5
Aug

The Mumps Make Trouble For Girls

   Posted by: admin   in Disease

The Fort Dodge Messenger: Aug. 5, 1905

The Mumps Make Trouble For Girls

Shoe Factory Girls Are Having an Epidemic of the Disease

Started About a Week Ago

One Girl Gets Sick and Oothers (sic) Follow – Were Unable to Think for a Time What Was Causing Trouble – Laid it to Toothache.

Few people believe that the disease called the mumps could interfere with the shoe industry, but such has come to be the case.

About a week ago a girl at the local shoe factory was interested in the peculiar appearance of a fellow worker. “Why Lizzie,” she said, “what is the matter with you today? You look so cross your cheeks hang down a foot.”

“They are swollen, you goose,” answered her friend with the abnormal features. I think I must have the toothache, though not a tooth seems to feel bad. I guess it is down in the roots of the tooth and that is what makes the swelling.”

“But what makes both sides of your face swell that way, you look like a pocket gopher?”
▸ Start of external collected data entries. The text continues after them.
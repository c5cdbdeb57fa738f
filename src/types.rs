use serde::{Deserialize, Serialize};
use std::fmt;
use std::time::Instant;

// ─── Audio data ─────────────────────────────────────────────────────────────

/// A chunk of audio samples from the capture device (or simulator).
#[derive(Debug, Clone)]
pub struct AudioChunk {
    /// Microseconds since session start (timestamp of first sample)
    pub timestamp_us: u64,
    /// Mono f32 samples, normalized -1.0 to 1.0
    pub samples: Vec<f32>,
    /// Sample rate in Hz
    pub sample_rate: u32,
}

// ─── MIDI data ──────────────────────────────────────────────────────────────

/// A note event as delivered by the MIDI collaborator.
#[derive(Debug, Clone, Copy, PartialEq)]
pub enum NoteEvent {
    /// Key pressed. Velocity 1-127.
    On { note: u8, velocity: u8 },
    /// Key released.
    Off { note: u8 },
}

impl fmt::Display for NoteEvent {
    fn fmt(&self, f: &mut fmt::Formatter<'_>) -> fmt::Result {
        match self {
            NoteEvent::On { note, velocity } => {
                write!(f, "on  {} vel={}", note_name(*note), velocity)
            }
            NoteEvent::Off { note } => write!(f, "off {}", note_name(*note)),
        }
    }
}

// ─── Inter-thread messages ──────────────────────────────────────────────────

#[derive(Debug, Clone)]
pub enum InputEvent {
    Audio(AudioChunk),
    Note(NoteEvent),
}

// ─── Colors ─────────────────────────────────────────────────────────────────

/// 8-bit RGBA color used by every drawing command.
#[derive(Debug, Clone, Copy, PartialEq, Eq, Serialize, Deserialize)]
pub struct Color {
    pub r: u8,
    pub g: u8,
    pub b: u8,
    pub a: u8,
}

impl Color {
    pub const fn rgb(r: u8, g: u8, b: u8) -> Self {
        Self { r, g, b, a: 255 }
    }

    pub const fn rgba(r: u8, g: u8, b: u8, a: u8) -> Self {
        Self { r, g, b, a }
    }

    pub fn with_alpha(self, a: u8) -> Self {
        Self { a, ..self }
    }

    /// Add a flat offset to each channel, saturating at 255.
    pub fn brightened(self, amount: u8) -> Self {
        Self {
            r: self.r.saturating_add(amount),
            g: self.g.saturating_add(amount),
            b: self.b.saturating_add(amount),
            a: self.a,
        }
    }

    /// Multiply each channel by `factor`, saturating at 255.
    pub fn scaled(self, factor: f32) -> Self {
        let mul = |c: u8| (c as f32 * factor).round().clamp(0.0, 255.0) as u8;
        Self {
            r: mul(self.r),
            g: mul(self.g),
            b: mul(self.b),
            a: self.a,
        }
    }
}

// ─── Display snapshot ───────────────────────────────────────────────────────

/// Immutable engine snapshot fanned out to consumers (console display,
/// tests). Produced by the coordinator once per tick.
#[derive(Debug, Clone)]
pub struct DisplayFrame {
    pub timestamp_us: u64,
    /// Smoothed spectrum bars, each in [0,1]
    pub bars: Vec<f32>,
    /// Peak-hold values, each in [0,1]
    pub peaks: Vec<f32>,
    pub active_notes: usize,
    pub archived_notes: usize,
    pub live_particles: usize,
    pub playing: bool,
}

// ─── Session clock ──────────────────────────────────────────────────────────

/// Monotonic wall clock for the session.
#[derive(Clone)]
pub struct SessionClock {
    start: Instant,
}

impl SessionClock {
    pub fn new() -> Self {
        Self {
            start: Instant::now(),
        }
    }

    pub fn now_us(&self) -> u64 {
        self.start.elapsed().as_micros() as u64
    }

    pub fn now_secs(&self) -> f64 {
        self.start.elapsed().as_secs_f64()
    }
}

impl Default for SessionClock {
    fn default() -> Self {
        Self::new()
    }
}

// ─── Transport clock ────────────────────────────────────────────────────────

/// Pause-aware logical clock. All timeline math (note positions, particle
/// spawn gating) runs on logical time = wall time minus accumulated pause
/// duration, so pausing freezes motion without losing elapsed-time
/// bookkeeping. Pause and resume are idempotent.
#[derive(Debug, Clone, Copy)]
pub struct TransportClock {
    paused: bool,
    /// Wall time at which the current pause began (valid while paused)
    pause_start: f64,
    /// Total seconds spent paused so far
    total_pause: f64,
}

impl TransportClock {
    pub fn new() -> Self {
        Self {
            paused: false,
            pause_start: 0.0,
            total_pause: 0.0,
        }
    }

    pub fn is_playing(&self) -> bool {
        !self.paused
    }

    pub fn pause(&mut self, now: f64) {
        if !self.paused {
            self.paused = true;
            self.pause_start = now;
        }
    }

    pub fn resume(&mut self, now: f64) {
        if self.paused {
            self.total_pause += now - self.pause_start;
            self.paused = false;
        }
    }

    pub fn toggle(&mut self, now: f64) {
        if self.paused {
            self.resume(now);
        } else {
            self.pause(now);
        }
    }

    /// Logical time in seconds. Frozen while paused; monotonically
    /// non-decreasing across pause/resume cycles.
    pub fn logical(&self, now: f64) -> f64 {
        if self.paused {
            self.pause_start - self.total_pause
        } else {
            now - self.total_pause
        }
    }
}

impl Default for TransportClock {
    fn default() -> Self {
        Self::new()
    }
}

// ─── Piano constants ────────────────────────────────────────────────────────

/// Keys on a standard piano.
pub const NUM_KEYS: usize = 88;
/// A0, the lowest piano key.
pub const LOWEST_NOTE: u8 = 21;
/// C8, the highest piano key.
pub const HIGHEST_NOTE: u8 = 108;

pub const NOTE_NAMES: [&str; 12] = [
    "C", "C#", "D", "D#", "E", "F", "F#", "G", "G#", "A", "A#", "B",
];

/// Human-readable name for a MIDI note, e.g. 60 → "C4".
pub fn note_name(note: u8) -> String {
    let n = note as i32 - 12;
    format!(
        "{}{}",
        NOTE_NAMES[n.rem_euclid(12) as usize],
        n.div_euclid(12)
    )
}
“It’s sympathy,” answered another girl, who had stepped up at this moment. “One side hurts and the other side swells for sympathy.”

The talk ceased for a time and nothing was thought about the affair until the girl with the swollen features did not come down to work the next morning and a couple of the others, the ones who had talked with her the day before found themselves with jaws of unusual proportions.

“Now that can’t be sympathy for Lizzie that makes us get that kind of a swelling,” said they. “We must have caught it from her and we had better see a doctor.” A doctor told them that they were suffering from mumps and then everything was clear.

Since that time several more girls have been taken sick and there bids fair to be a temporary shortage of employes (sic) unless the ravages of the disease are stopped.

(Editor’s note: The first conversation quoted was all in one paragraph with quote marks scattered liberally throughout, but not all in the right places. I attempted to make sense of the conversation by splitting it up into separate paragraphs and placing quote marks where they seemed to make sense. Spelling is as it was in the original article.)